Viver e morrer com fome: Jesus
April 18, 2025•629 words
A Sexta-feira Santa convida os cristãos a um exercício profundo de identificação com a vida e a paixão de Jesus Cristo. O jejum e a abstinência, mais do que gestos ritualísticos, são atos simbólicos que os fiéis assumem para reviver, em menor escala, a renúncia radical que marcou a existência terrena do Salvador. Desde seu jejum no deserto, enfrentando as tentações do mundo, até a sede e a fome suportadas durante a Paixão, Jesus escolheu abraçar a fragilidade humana. Sua vida inteira foi um contínuo esvaziamento: recusou comodidades, expôs-se à incompreensão e, no ápice de seu ministério, submeteu-se à violência física e às injustiças de um processo manipulado de antemão para condená-lo. Ao privarem-se voluntaria e temporariamente de alimentos e prazeres, os cristãos não apenas recordam esses momentos, mas entram em sintonia com a lógica de sacrifício que Jesus adotou como caminho de redenção.
A privação autoimposta na Sexta-feira Santa também evoca, de modo visceral, os tormentos específicos da crucificação. Na cruz, Cristo experimentou a exaustão extrema — tanta sede a ponto de aceita saciá-la com vinagre, a dor das feridas, o peso do abandono. Cada gesto de abstinência do fiel é, em paralelo, um eco desse sofrimento, uma forma de unir-se a Jesus que, inocente, carregou o peso da culpa alheia, de cada culpa, de todas as culpas. Esse ato de solidariedade não é um mero luto, mas uma participação ativa no mistério que transforma a dor em ponte para a graça. Ao abster-se, o cristão reconhece que a verdadeira fome a ser saciada não é a do corpo, mas a do espírito, que anseia por justiça e reconciliação.
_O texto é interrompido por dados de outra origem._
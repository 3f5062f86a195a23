//! Engine configuration.
//!
//! Defaults suit a production deployment. Override via environment
//! variables or explicit construction for tests.

use std::time::Duration;

use ngtax_rates::BASE_RATES_LABEL;

use crate::refresh::RefreshPolicy;
use crate::store::DEFAULT_HISTORY_CAP;

/// Configuration for a [`TaxEngine`](crate::TaxEngine).
#[derive(Debug, Clone, PartialEq, Eq)]
pub struct EngineConfig {
    /// Maximum history entries retained by the override store.
    pub history_cap: usize,
    /// Refresh cache timings.
    pub refresh: RefreshPolicy,
    /// Label reported for the compiled-in base table.
    pub base_label: String,
}

impl Default for EngineConfig {
    fn default() -> Self {
        Self {
            history_cap: DEFAULT_HISTORY_CAP,
            refresh: RefreshPolicy::default(),
            base_label: BASE_RATES_LABEL.to_string(),
        }
    }
}

impl EngineConfig {
    /// Load configuration from environment variables.
    ///
    /// Variables:
    /// - `NGTAX_HISTORY_CAP` (default: 256)
    /// - `NGTAX_REFRESH_TTL_SECS` (default: 900)
    /// - `NGTAX_FETCH_TIMEOUT_MS` (default: 5000)
    /// - `NGTAX_BACKOFF_BASE_SECS` (default: 30)
    /// - `NGTAX_BACKOFF_CEILING_SECS` (default: 1800)
    /// - `NGTAX_BASE_LABEL` (default: the compiled-in table label)
    pub fn from_env() -> Result<Self, ConfigError> {
        Self::from_lookup(|key| std::env::var(key).ok())
    }

    /// Load configuration through an arbitrary variable lookup.
    pub fn from_lookup<F>(lookup: F) -> Result<Self, ConfigError>
    where
        F: Fn(&str) -> Option<String>,
    {
        let defaults = RefreshPolicy::default();
        let history_cap = parse_var(&lookup, "NGTAX_HISTORY_CAP")?.unwrap_or(DEFAULT_HISTORY_CAP);
        if history_cap == 0 {
            return Err(ConfigError::InvalidValue {
                var: "NGTAX_HISTORY_CAP".to_string(),
                reason: "must be at least 1".to_string(),
            });
        }

        let secs = |var: &str, default: Duration| -> Result<Duration, ConfigError> {
            Ok(parse_var(&lookup, var)?
                .map(Duration::from_secs)
                .unwrap_or(default))
        };
        let refresh = RefreshPolicy {
            ttl: secs("NGTAX_REFRESH_TTL_SECS", defaults.ttl)?,
            fetch_timeout: parse_var(&lookup, "NGTAX_FETCH_TIMEOUT_MS")?
                .map(Duration::from_millis)
                .unwrap_or(defaults.fetch_timeout),
            backoff_base: secs("NGTAX_BACKOFF_BASE_SECS", defaults.backoff_base)?,
            backoff_ceiling: secs("NGTAX_BACKOFF_CEILING_SECS", defaults.backoff_ceiling)?,
        };
        if refresh.backoff_ceiling < refresh.backoff_base {
            return Err(ConfigError::InvalidValue {
                var: "NGTAX_BACKOFF_CEILING_SECS".to_string(),
                reason: "must not be below NGTAX_BACKOFF_BASE_SECS".to_string(),
            });
        }

        Ok(Self {
            history_cap,
            refresh,
            base_label: lookup("NGTAX_BASE_LABEL")
                .filter(|s| !s.trim().is_empty())
                .unwrap_or_else(|| BASE_RATES_LABEL.to_string()),
        })
    }
}

fn parse_var<F, T>(lookup: &F, var: &str) -> Result<Option<T>, ConfigError>
where
    F: Fn(&str) -> Option<String>,
    T: std::str::FromStr,
    T::Err: std::fmt::Display,
{
    match lookup(var) {
        None => Ok(None),
        Some(raw) => raw
            .trim()
            .parse()
            .map(Some)
            .map_err(|e: T::Err| ConfigError::InvalidValue {
                var: var.to_string(),
                reason: e.to_string(),
            }),
    }
}

/// Configuration errors.
#[derive(Debug, Clone, PartialEq, Eq, thiserror::Error)]
pub enum ConfigError {
    /// A variable is set but cannot be used.
    #[error("invalid value for {var}: {reason}")]
    InvalidValue {
        /// Variable name.
        var: String,
        /// Parse or range failure.
        reason: String,
    },
}
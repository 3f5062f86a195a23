//! Identifiers for audit records.

use serde::{Deserialize, Serialize};
use uuid::Uuid;

/// Unique identifier of one applied override, referenced from audit history.
#[derive(Debug, Clone, Copy, PartialEq, Eq, Hash, Serialize, Deserialize)]
#[serde(transparent)]
pub struct OverrideId(Uuid);

impl OverrideId {
    /// Create a new random override identifier.
    pub fn new() -> Self {
        Self(Uuid::new_v4())
    }

    /// Create an override identifier from an existing UUID.
    pub fn from_uuid(id: Uuid) -> Self {
        Self(id)
    }

    /// Access the underlying UUID.
    pub fn as_uuid(&self) -> &Uuid {
        &self.0
    }
}

impl Default for OverrideId {
    fn default() -> Self {
        Self::new()
    }
}

impl std::fmt::Display for OverrideId {
    fn fmt(&self, f: &mut std::fmt::Formatter<'_>) -> std::fmt::Result {
        write!(f, "{}", self.0)
    }
}

#[cfg(test)]
mod tests {
    use super::*;

    #[test]
    fn ids_are_unique() {
        assert_ne!(OverrideId::new(), OverrideId::new());
    }

    #[test]
    fn serializes_as_bare_uuid() {
        let id = OverrideId::from_uuid(Uuid::nil());
        let json = serde_json::to_string(&id).unwrap();
        assert_eq!(json, "\"00000000-0000-0000-0000-000000000000\"");
    }
}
A reflexão sobre o sofrimento de Cristo inevitavelmente confronta a humanidade com um paradoxo: foram os seres humanos, mergulhados no pecado, que mereciam os castigos suportados por Jesus. Contudo, ele assumiu voluntariamente a cruz não para reforçar a lógica da punição, mas para subvertê-la. Sua paixão não foi um acidente histórico, mas um gesto deliberado de amor, capaz de ressignificar todo sofrimento posterior. As dores que ainda enfrentamos — fruto de escolhas pessoais erradas, de estruturas sociais opressoras ou da simples angústia pela finitude da existência — deixaram de ser “castigos divinos” para se tornarem realidades a serem transformadas. A redenção não anula a dor, mas oferece um novo sentido: ela deixa de ser um fim em si mesma para tornar-se um campo de batalha onde a graça pode florescer.
Ao carregar nossos fardos, Cristo desvinculou o sofrimento da ideia de castigo merecido. Sua ressurreição confirmou que a última palavra não é a da morte, mas a da vida que vence até mesmo as cadeias do pecado. Assim, quando os cristãos jejuam e abstêm-se na Sexta-feira Santa, não é por masoquismo espiritual nem para “repetir” um sacrifício já consumado. Fazem isso para recordar que, unidos a Cristo, suas próprias dores — ainda que inevitáveis — não são um abismo sem sentido, mas sementes de esperança. A injustiça que ele sofreu denuncia as injustiças que sofremos e também as que causamos; sua sede clama por um mundo onde ninguém precise ter sede de dignidade.
A ascese da Sexta-feira Santa é temporária porque não se trata de glorificar o sofrimento, mas de preparar o coração para a alegria da ressurreição. Os fiéis imitam Cristo na dor precisamente porque creem que, assim como ele atravessou a morte para chegar à glória, eles também são chamados a transpor suas cruzes cotidianas rumo a uma alegria imperecível. O jejum é, portanto, um ato de esperança: ao compartilhar simbolicamente as privações de Jesus, alimenta-se a certeza de que, no banquete eterno, toda lágrima será enxugada. A disciplina temporária da Quaresma aponta para uma liberdade sem fim — aquela que já brilha, como promessa, no domingo da Páscoa.